**DATA**:
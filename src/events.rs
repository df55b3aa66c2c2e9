//! In-process publish of state changes. Subscribers are websocket push
//! handlers; a lagged or absent subscriber never blocks a publisher.

use serde::Serialize;
use tokio::sync::broadcast;
use tracing::debug;

const CHANNEL_CAPACITY: usize = 256;

/// State-change notifications pushed to dashboards.
#[derive(Debug, Clone, Serialize)]
#[serde(tag = "type", rename_all = "kebab-case")]
pub enum GatewayEvent {
    ClientAuthenticated {
        mac: String,
        ip: Option<String>,
        time_remaining: i64,
    },
    ClientDisconnected {
        mac: String,
        reason: String,
    },
    ClientPaused {
        mac: String,
    },
    ClientResumed {
        mac: String,
    },
    ClientRemoved {
        mac: String,
    },
    ClientBlocked {
        mac: String,
    },
    CoinsInserted {
        slot_number: i64,
        value: String,
        queued_total: String,
    },
    CoinsRedeemed {
        mac: String,
        amount: String,
        duration_secs: i64,
        change: String,
    },
    SlotClaimed {
        slot_number: i64,
        ip: Option<String>,
    },
    SlotReleased {
        slot_number: i64,
    },
    TtlViolation {
        mac: String,
        anomaly_type: String,
    },
}

#[derive(Debug, Clone)]
pub struct EventBus {
    tx: broadcast::Sender<GatewayEvent>,
}

impl EventBus {
    pub fn new() -> Self {
        let (tx, _) = broadcast::channel(CHANNEL_CAPACITY);
        Self { tx }
    }

    /// New receiver for a websocket connection.
    pub fn subscribe(&self) -> broadcast::Receiver<GatewayEvent> {
        self.tx.subscribe()
    }

    /// Fire-and-forget. An Err only means nobody is listening.
    pub fn publish(&self, event: GatewayEvent) {
        debug!(event = ?event, "publishing event");
        let _ = self.tx.send(event);
    }

    pub fn subscriber_count(&self) -> usize {
        self.tx.receiver_count()
    }
}

impl Default for EventBus {
    fn default() -> Self {
        Self::new()
    }
}
//! HTTP surface: captive probes, portal, admin, websocket push, and the
//! health/status/metrics trio. One listener serves all of it.

use std::net::SocketAddr;
use std::sync::Arc;
use std::time::Instant;

use axum::extract::State;
use axum::http::header;
use axum::response::{IntoResponse, Response};
use axum::routing::get;
use axum::{Json, Router};
use eyre::WrapErr;
use serde::Serialize;
use sqlx::SqlitePool;
use tower_http::trace::TraceLayer;
use tracing::info;

use crate::config::Config;
use crate::db;
use crate::error::CoreResult;
use crate::events::EventBus;
use crate::firewall::Firewall;
use crate::identity::IdentityResolver;
use crate::metrics;
use crate::session::SessionEngine;
use crate::shaper::Shaper;
use crate::slots::SlotManager;

pub mod admin;
pub mod captive;
pub mod portal;
pub mod ws;

/// Explicit application context threaded into every handler; tests build
/// their own with the in-memory store and fakes.
pub struct AppContext {
    pub db: SqlitePool,
    pub config: Config,
    pub firewall: Arc<dyn Firewall>,
    pub shaper: Arc<dyn Shaper>,
    pub resolver: IdentityResolver,
    pub slots: SlotManager,
    pub engine: Arc<SessionEngine>,
    pub bus: EventBus,
    pub started_at: Instant,
}

pub type Ctx = Arc<AppContext>;

pub fn router(ctx: Ctx) -> Router {
    Router::new()
        .merge(captive::routes())
        .merge(portal::routes())
        .nest("/admin", admin::routes(ctx.clone()))
        .route("/ws", get(ws::ws_handler))
        .route("/healthz", get(healthz))
        .route("/status", get(status))
        .route("/metrics", get(metrics_endpoint))
        .layer(TraceLayer::new_for_http())
        .with_state(ctx)
}

pub async fn serve(ctx: Ctx) -> eyre::Result<()> {
    let addr = SocketAddr::from(([0, 0, 0, 0], ctx.config.server.port));
    let app = router(ctx);
    let listener = tokio::net::TcpListener::bind(addr)
        .await
        .wrap_err_with(|| format!("failed to bind {addr}"))?;
    info!(%addr, "HTTP server started");
    axum::serve(
        listener,
        app.into_make_service_with_connect_info::<SocketAddr>(),
    )
    .await
    .wrap_err("HTTP server stopped")?;
    Ok(())
}

/// Liveness probe (always returns OK if server is running)
async fn healthz() -> &'static str {
    "OK"
}

#[derive(Serialize)]
struct StatusResponse {
    status: String,
    uptime_seconds: u64,
    clients_connected: i64,
    active_sessions: i64,
    queued_coins: i64,
    slots_claimed: usize,
}

async fn status(State(ctx): State<Ctx>) -> CoreResult<Json<StatusResponse>> {
    let slots = db::list_slots(&ctx.db).await?;
    Ok(Json(StatusResponse {
        status: "ok".to_string(),
        uptime_seconds: ctx.started_at.elapsed().as_secs(),
        clients_connected: db::count_clients_by_status(&ctx.db, "CONNECTED").await?,
        active_sessions: db::count_active_sessions(&ctx.db).await?,
        queued_coins: db::count_queued_entries(&ctx.db).await?,
        slots_claimed: slots.iter().filter(|s| s.status == "claimed").count(),
    }))
}

async fn metrics_endpoint() -> Response {
    let buffer = metrics::encode();
    (
        [(header::CONTENT_TYPE, "text/plain; charset=utf-8")],
        buffer,
    )
        .into_response()
}
//! End-to-end scenarios for the coin → time → forwarding pipeline, run
//! against the in-memory store and the fake kernel drivers.

use std::sync::Arc;

use bigdecimal::BigDecimal;

use piso_gateway::db;
use piso_gateway::error::CoreError;
use piso_gateway::events::EventBus;
use piso_gateway::firewall::MemoryFirewall;
use piso_gateway::net::StaticNeighborTable;
use piso_gateway::session::SessionEngine;
use piso_gateway::shaper::MemoryShaper;
use piso_gateway::slots::{Claimant, SlotManager};
use piso_gateway::ttl::TtlDetector;
use piso_gateway::types::PaymentMethod;

mod helpers {
    use super::*;

    pub struct Gateway {
        pub pool: sqlx::SqlitePool,
        pub firewall: Arc<MemoryFirewall>,
        pub shaper: Arc<MemoryShaper>,
        pub neighbors: Arc<StaticNeighborTable>,
        pub bus: EventBus,
        pub slots: SlotManager,
        pub engine: Arc<SessionEngine>,
        pub detector: Arc<TtlDetector>,
    }

    /// A complete gateway over `sqlite::memory:`, fakes instead of kernel.
    pub async fn gateway() -> Gateway {
        let pool = db::create_pool("sqlite::memory:").await.unwrap();
        db::run_migrations(&pool).await.unwrap();
        let firewall = Arc::new(MemoryFirewall::new());
        let shaper = Arc::new(MemoryShaper::new());
        let neighbors = Arc::new(StaticNeighborTable::new());
        let bus = EventBus::new();
        let slots = SlotManager::new(pool.clone(), bus.clone());
        let engine = Arc::new(SessionEngine::new(
            pool.clone(),
            firewall.clone(),
            shaper.clone(),
            neighbors.clone(),
            bus.clone(),
            slots.clone(),
        ));
        let detector = Arc::new(TtlDetector::new(
            pool.clone(),
            firewall.clone(),
            neighbors.clone(),
            bus.clone(),
        ));
        Gateway {
            pool,
            firewall,
            shaper,
            neighbors,
            bus,
            slots,
            engine,
            detector,
        }
    }

    pub fn buyer() -> Claimant {
        Claimant {
            ip: Some("10.0.0.12".into()),
            mac: "AA:BB:CC:11:22:33".into(),
            token: Some("t1".into()),
        }
    }

    /// Register the buyer as a known device on the LAN and in the store.
    pub async fn register_buyer(gw: &Gateway) -> db::Client {
        gw.neighbors
            .insert("10.0.0.12".parse().unwrap(), "AA:BB:CC:11:22:33")
            .await;
        let id = db::insert_client(
            &gw.pool,
            &db::NewClient {
                mac_address: "AA:BB:CC:11:22:33".into(),
                ip_address: Some("10.0.0.12".into()),
                session_token: Some("t1".into()),
                device_os: None,
                device_browser: None,
                user_agent: None,
            },
            chrono::Utc::now(),
        )
        .await
        .unwrap();
        db::get_client(&gw.pool, id).await.unwrap().unwrap()
    }
}

use helpers::{buyer, gateway, register_buyer};

/// Scenario: single-coin purchase, then a minute of metering.
#[tokio::test]
async fn happy_path_single_coin_purchase() {
    let gw = gateway().await;
    let client = register_buyer(&gw).await;
    let claimant = buyer();

    gw.slots.claim(1, &claimant).await.unwrap();
    let total = gw
        .slots
        .add_coin(1, &claimant, &BigDecimal::from(5), 1)
        .await
        .unwrap();
    assert_eq!(total, BigDecimal::from(5));

    // rate 1 seeded as price 5 / 900 s
    let rate = db::get_active_rate(&gw.pool, 1).await.unwrap().unwrap();
    let redemption = gw.slots.redeem(&claimant, &rate).await.unwrap();
    let connected = gw
        .engine
        .authenticate(
            client.id,
            redemption.granted_duration,
            PaymentMethod::Coin,
            Some(rate.id),
            &redemption.amount_charged.to_string(),
            redemption.coins_used,
        )
        .await
        .unwrap();

    assert_eq!(connected.status, "CONNECTED");
    assert_eq!(connected.time_remaining, 900);
    assert!(gw.firewall.is_granted("AA:BB:CC:11:22:33"));

    for _ in 0..60 {
        gw.engine.tick().await.unwrap();
    }
    let after = db::get_client(&gw.pool, client.id).await.unwrap().unwrap();
    assert_eq!(after.time_remaining, 840);
    assert_eq!(after.status, "CONNECTED");
}

/// Scenario: browser reload between insert and purchase loses nothing.
#[tokio::test]
async fn preserve_across_reload() {
    let gw = gateway().await;
    register_buyer(&gw).await;
    let claimant = buyer();

    gw.slots.claim(1, &claimant).await.unwrap();
    gw.slots
        .add_coin(1, &claimant, &BigDecimal::from(5), 1)
        .await
        .unwrap();

    // Refresh: the page releases with preservation, then claims again.
    gw.slots.release(1, &claimant, true).await.unwrap();
    gw.slots.claim(1, &claimant).await.unwrap();

    let view = gw.slots.my_slot(&claimant).await.unwrap();
    assert_eq!(view.queued_total, BigDecimal::from(5));
    assert!(view.claim.is_some());
}

/// Scenario: two clients race for one slot; exactly one wins.
#[tokio::test]
async fn concurrent_claim_exactly_one_winner() {
    let gw = gateway().await;
    let a = buyer();
    let b = Claimant {
        ip: Some("10.0.0.13".into()),
        mac: "AA:BB:CC:44:55:66".into(),
        token: Some("t2".into()),
    };

    let slots_a = gw.slots.clone();
    let slots_b = gw.slots.clone();
    let (ra, rb) = tokio::join!(
        tokio::spawn(async move { slots_a.claim(1, &a).await }),
        tokio::spawn(async move { slots_b.claim(1, &b).await }),
    );
    let results = [ra.unwrap(), rb.unwrap()];

    let winners = results.iter().filter(|r| r.is_ok()).count();
    let conflicts = results
        .iter()
        .filter(|r| matches!(r, Err(CoreError::Conflict(_))))
        .count();
    assert_eq!(winners, 1);
    assert_eq!(conflicts, 1);
}

/// Scenario: a 2-second grant expires on the second tick after it.
#[tokio::test]
async fn expiry_revokes_exactly_once() {
    let gw = gateway().await;
    let client = register_buyer(&gw).await;

    gw.engine
        .authenticate(client.id, 2, PaymentMethod::Coin, Some(1), "5", 1)
        .await
        .unwrap();
    assert!(gw.firewall.is_granted("AA:BB:CC:11:22:33"));

    gw.engine.tick().await.unwrap();
    gw.engine.tick().await.unwrap();

    let after = db::get_client(&gw.pool, client.id).await.unwrap().unwrap();
    assert_eq!(after.status, "DISCONNECTED");
    assert_eq!(after.time_remaining, 0);
    assert_eq!(gw.firewall.revoke_calls("AA:BB:CC:11:22:33"), 1);
    assert!(db::get_active_session(&gw.pool, client.id)
        .await
        .unwrap()
        .is_none());
}

/// Scenario: tethered traffic (one hop lost) trips the selective drop
/// without touching the payer's own packets.
#[tokio::test]
async fn ttl_anomaly_installs_selective_drop() {
    let gw = gateway().await;
    gw.neighbors
        .insert("10.0.0.30".parse().unwrap(), "DE:AD:BE:EF:00:01")
        .await;
    let mut settings = db::get_ttl_settings(&gw.pool).await.unwrap();
    settings.enabled = true;
    settings.auto_block = true;
    settings.alert_threshold = 3;
    settings.sensitivity = "medium".into();
    db::update_ttl_settings(&gw.pool, &settings).await.unwrap();

    let ip: std::net::Ipv4Addr = "10.0.0.30".parse().unwrap();
    for ttl in [64u8, 64, 64, 63, 63, 63] {
        gw.detector.handle_packet(ip, ttl).await.unwrap();
    }

    let violation = db::get_ttl_violation(&gw.pool, "DE:AD:BE:EF:00:01")
        .await
        .unwrap()
        .expect("violation recorded after the third decrement packet");
    assert_eq!(violation.status, "pending");
    assert!(gw.firewall.has_ttl_drop("DE:AD:BE:EF:00:01", 64));
    // The drop matches TTL != 64, so the payer's baseline traffic is not
    // represented in the firewall's forwarding revocations.
    assert_eq!(gw.firewall.revoke_calls("DE:AD:BE:EF:00:01"), 0);
}

/// Scenario: overpayment is pocketed as change for the next purchase.
#[tokio::test]
async fn change_is_pocketed_for_next_purchase() {
    let gw = gateway().await;
    register_buyer(&gw).await;
    let claimant = buyer();

    gw.slots.claim(1, &claimant).await.unwrap();
    for _ in 0..2 {
        gw.slots
            .add_coin(1, &claimant, &BigDecimal::from(5), 1)
            .await
            .unwrap();
    }
    gw.slots
        .add_coin(1, &claimant, &BigDecimal::from(2), 1)
        .await
        .unwrap();

    // rate 2 seeded as price 10 / 2100 s
    let rate = db::get_active_rate(&gw.pool, 2).await.unwrap().unwrap();
    let redemption = gw.slots.redeem(&claimant, &rate).await.unwrap();
    assert_eq!(redemption.amount_charged, BigDecimal::from(10));
    assert_eq!(redemption.change, BigDecimal::from(2));

    // The change is visible before any new coin is inserted.
    let view = gw.slots.my_slot(&claimant).await.unwrap();
    assert_eq!(view.queued_total, BigDecimal::from(2));
    assert!(view.claim.is_none());
}

/// Purchases publish coins-redeemed before client-authenticated.
#[tokio::test]
async fn purchase_event_ordering() {
    let gw = gateway().await;
    let client = register_buyer(&gw).await;
    let claimant = buyer();
    let mut events = gw.bus.subscribe();

    gw.slots.claim(1, &claimant).await.unwrap();
    gw.slots
        .add_coin(1, &claimant, &BigDecimal::from(5), 1)
        .await
        .unwrap();
    let rate = db::get_active_rate(&gw.pool, 1).await.unwrap().unwrap();
    let redemption = gw.slots.redeem(&claimant, &rate).await.unwrap();
    gw.engine
        .authenticate(
            client.id,
            redemption.granted_duration,
            PaymentMethod::Coin,
            Some(rate.id),
            "5",
            redemption.coins_used,
        )
        .await
        .unwrap();

    let mut seen = Vec::new();
    while let Ok(event) = events.try_recv() {
        seen.push(serde_json::to_value(&event).unwrap()["type"]
            .as_str()
            .unwrap()
            .to_string());
    }
    let redeemed_at = seen.iter().position(|t| t == "coins-redeemed").unwrap();
    let authed_at = seen
        .iter()
        .position(|t| t == "client-authenticated")
        .unwrap();
    assert!(redeemed_at < authed_at);
}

**WHAT YOU SHOULD DO**: Which of the lines in the material above contain "MemoryShaper"? Copy each one out.

**TASK ANSWER**:
use piso_gateway::shaper::MemoryShaper;
        pub shaper: Arc<MemoryShaper>,
        let shaper = Arc::new(MemoryShaper::new());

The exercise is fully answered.